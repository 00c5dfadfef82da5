use clap::Parser;
use eoka_ocr::output::{self, ListStyle};
use eoka_ocr::{CdpTab, Error, FindQuery, ImageInput, LaunchedPage, Ocr, Region, Settings};
use std::path::PathBuf;
use std::time::Duration;
use tracing::{debug, Level};
use tracing_subscriber::FmtSubscriber;

#[derive(Parser)]
#[command(name = "eoka-ocr")]
#[command(about = "Find and click on-screen text with OCR")]
#[command(version)]
#[command(after_help = "\
Examples:
  eoka-ocr screenshot.png                  OCR a local image
  eoka-ocr screenshot.png -t Login         find text in an image
  eoka-ocr --cdp                           OCR the running browser's tab
  eoka-ocr --cdp -t Publish --click        find and click
  eoka-ocr --cdp -t Post --exact --click   avoid \"Post\" matching \"Posts\"
  eoka-ocr https://example.com             open a URL and OCR it")]
struct Cli {
    /// Image path or http(s) URL
    source: Option<String>,

    /// Text to find
    #[arg(short, long)]
    target: Option<String>,

    /// Match the whole text exactly (case-sensitive)
    #[arg(short, long)]
    exact: bool,

    /// List every match instead of the best one
    #[arg(short, long)]
    all: bool,

    /// Click the match (requires --cdp)
    #[arg(short, long)]
    click: bool,

    /// JSON output
    #[arg(short, long)]
    json: bool,

    /// Capture the tab of a running browser (default URL from config)
    #[arg(long, value_name = "URL", num_args = 0..=1, default_missing_value = "")]
    cdp: Option<String>,

    /// Only match in this area: top, bottom, left, right, center
    #[arg(long, value_parser = parse_region)]
    region: Option<Region>,

    /// Prefer the match closest to this text
    #[arg(long, value_name = "TEXT")]
    near: Option<String>,

    /// Wait before capturing the browser tab
    #[arg(long, value_name = "MS", default_value_t = 0)]
    wait_ms: u64,

    /// Print only the text of each item
    #[arg(short, long, conflicts_with = "layout")]
    plain: bool,

    /// Print recognized text reassembled into lines
    #[arg(long)]
    layout: bool,

    /// Always load the model in-process, skipping the OCR server
    #[arg(long)]
    local: bool,

    /// OCR server URL (overrides config and OCR_SERVER_URL)
    #[arg(long, value_name = "URL")]
    server: Option<String>,

    /// Settings file (YAML)
    #[arg(long, value_name = "FILE")]
    config: Option<PathBuf>,

    /// Verbose output (-v for info, -vv for debug)
    #[arg(short, long, action = clap::ArgAction::Count)]
    verbose: u8,

    /// Quiet mode (only errors)
    #[arg(short, long)]
    quiet: bool,
}

fn parse_region(s: &str) -> Result<Region, String> {
    s.parse().map_err(|e: Error| e.to_string())
}

/// Where the image comes from.
enum Source {
    Cdp(String),
    Url(String),
    Image(PathBuf),
}

impl Cli {
    fn list_style(&self) -> ListStyle {
        if self.json {
            ListStyle::Json
        } else if self.plain {
            ListStyle::Plain
        } else if self.layout {
            ListStyle::Layout
        } else {
            ListStyle::Positions
        }
    }

    /// The search target. An empty one means list everything.
    fn target(&self) -> Option<&str> {
        self.target.as_deref().filter(|t| !t.is_empty())
    }

    /// Clicking needs a live tab.
    fn check_click(&self, source: &Source) -> eoka_ocr::Result<()> {
        if self.click && !matches!(source, Source::Cdp(_)) {
            return Err(Error::Config("--click requires --cdp".into()));
        }
        Ok(())
    }

    fn source(&self, settings: &Settings) -> Option<Source> {
        if let Some(ref url) = self.cdp {
            let url = if url.is_empty() {
                settings.cdp_url.clone()
            } else {
                url.clone()
            };
            return Some(Source::Cdp(url));
        }
        let source = self.source.as_deref()?;
        if source.starts_with("http://") || source.starts_with("https://") {
            Some(Source::Url(source.to_string()))
        } else {
            Some(Source::Image(PathBuf::from(source)))
        }
    }
}

/// What one capture produced.
#[derive(Debug, PartialEq)]
enum Outcome {
    /// Every recognized item, for stdout.
    Listing(String),
    /// Matches for stdout, and the screenshot pixel to click.
    Found { output: String, click_at: [i32; 2] },
    /// Message for stderr; the run exits with status 1.
    NotFound(String),
}

#[tokio::main]
async fn main() -> eoka_ocr::Result<()> {
    let cli = Cli::parse();

    // Logs go to stderr so stdout stays parseable
    let level = if cli.quiet {
        Level::ERROR
    } else {
        match cli.verbose {
            0 => Level::WARN,
            1 => Level::INFO,
            _ => Level::DEBUG,
        }
    };

    FmtSubscriber::builder()
        .with_max_level(level)
        .with_writer(std::io::stderr)
        .with_target(false)
        .with_thread_ids(false)
        .with_file(false)
        .with_line_number(false)
        .compact()
        .init();

    let settings = Settings::load_with(cli.config.as_deref(), |s| {
        if let Some(ref url) = cli.server {
            s.server_url = url.clone();
        }
    })?;

    let Some(source) = cli.source(&settings) else {
        use clap::CommandFactory;
        Cli::command().print_help()?;
        std::process::exit(1);
    };
    cli.check_click(&source)?;

    let ocr = Ocr::connect(&settings, cli.local).await?;
    debug!(
        "OCR backend: {}",
        if ocr.is_remote() { "server" } else { "local" }
    );

    let found = match source {
        Source::Cdp(url) => {
            let tab = CdpTab::attach(&url).await?;
            let result = run_tab(&cli, &ocr, &tab).await;
            tab.detach();
            result?
        }
        Source::Url(url) => {
            let page = LaunchedPage::open(&url, settings.viewport).await?;
            let shot = page.screenshot().await;
            page.close().await?;
            let image = ImageInput::Bytes(shot?);
            report(evaluate(&cli, &ocr, &image).await?, None, false).await?
        }
        Source::Image(path) => {
            let image = ImageInput::Path(path);
            report(evaluate(&cli, &ocr, &image).await?, None, false).await?
        }
    };

    if !found {
        std::process::exit(1);
    }
    Ok(())
}

/// Capture the live tab, search it, and click when asked.
async fn run_tab(cli: &Cli, ocr: &Ocr, tab: &CdpTab) -> eoka_ocr::Result<bool> {
    if cli.wait_ms > 0 {
        tokio::time::sleep(Duration::from_millis(cli.wait_ms)).await;
    }
    let image = ImageInput::Bytes(tab.screenshot().await?);
    let outcome = evaluate(cli, ocr, &image).await?;
    report(outcome, Some(tab), cli.click).await
}

/// Recognize or search `image`.
async fn evaluate(cli: &Cli, ocr: &Ocr, image: &ImageInput) -> eoka_ocr::Result<Outcome> {
    let Some(target) = cli.target() else {
        let items = ocr.recognize(image).await?;
        return Ok(Outcome::Listing(output::listing(&items, cli.list_style())?));
    };

    let query = FindQuery::new(target)
        .exact(cli.exact)
        .region(cli.region)
        .near(cli.near.clone());

    if cli.all {
        let matches = ocr.find_all(image, &query).await?;
        let Some(best) = matches.first() else {
            return Ok(Outcome::NotFound(output::not_found(target)));
        };
        return Ok(Outcome::Found {
            output: output::found_all(&matches, cli.json)?,
            click_at: best.center,
        });
    }

    Ok(match ocr.find(image, &query).await? {
        Some(item) => Outcome::Found {
            output: output::found(&item, cli.json)?,
            click_at: item.center,
        },
        None => Outcome::NotFound(output::not_found(target)),
    })
}

/// Print `outcome`, clicking the best match on `tab` when `click` is set.
/// Returns `false` when the target was not found.
async fn report(outcome: Outcome, tab: Option<&CdpTab>, click: bool) -> eoka_ocr::Result<bool> {
    match outcome {
        Outcome::Listing(out) => println!("{}", out),
        Outcome::Found {
            output: text,
            click_at,
        } => {
            println!("{}", text);
            if let (true, Some(tab)) = (click, tab) {
                let (x, y) = tab.click_at(click_at).await?;
                println!("{}", output::clicked(x, y));
            }
        }
        Outcome::NotFound(message) => {
            eprintln!("{}", message);
            return Ok(false);
        }
    }
    Ok(true)
}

+ + + +

● What is required: Where does the string "report" appear in the records above? Return every line that holds it.

● Solution to this task:
            report(evaluate(&cli, &ocr, &image).await?, None, false).await?
            report(evaluate(&cli, &ocr, &image).await?, None, false).await?
    report(outcome, Some(tab), cli.click).await
async fn report(outcome: Outcome, tab: Option<&CdpTab>, click: bool) -> eoka_ocr::Result<bool> {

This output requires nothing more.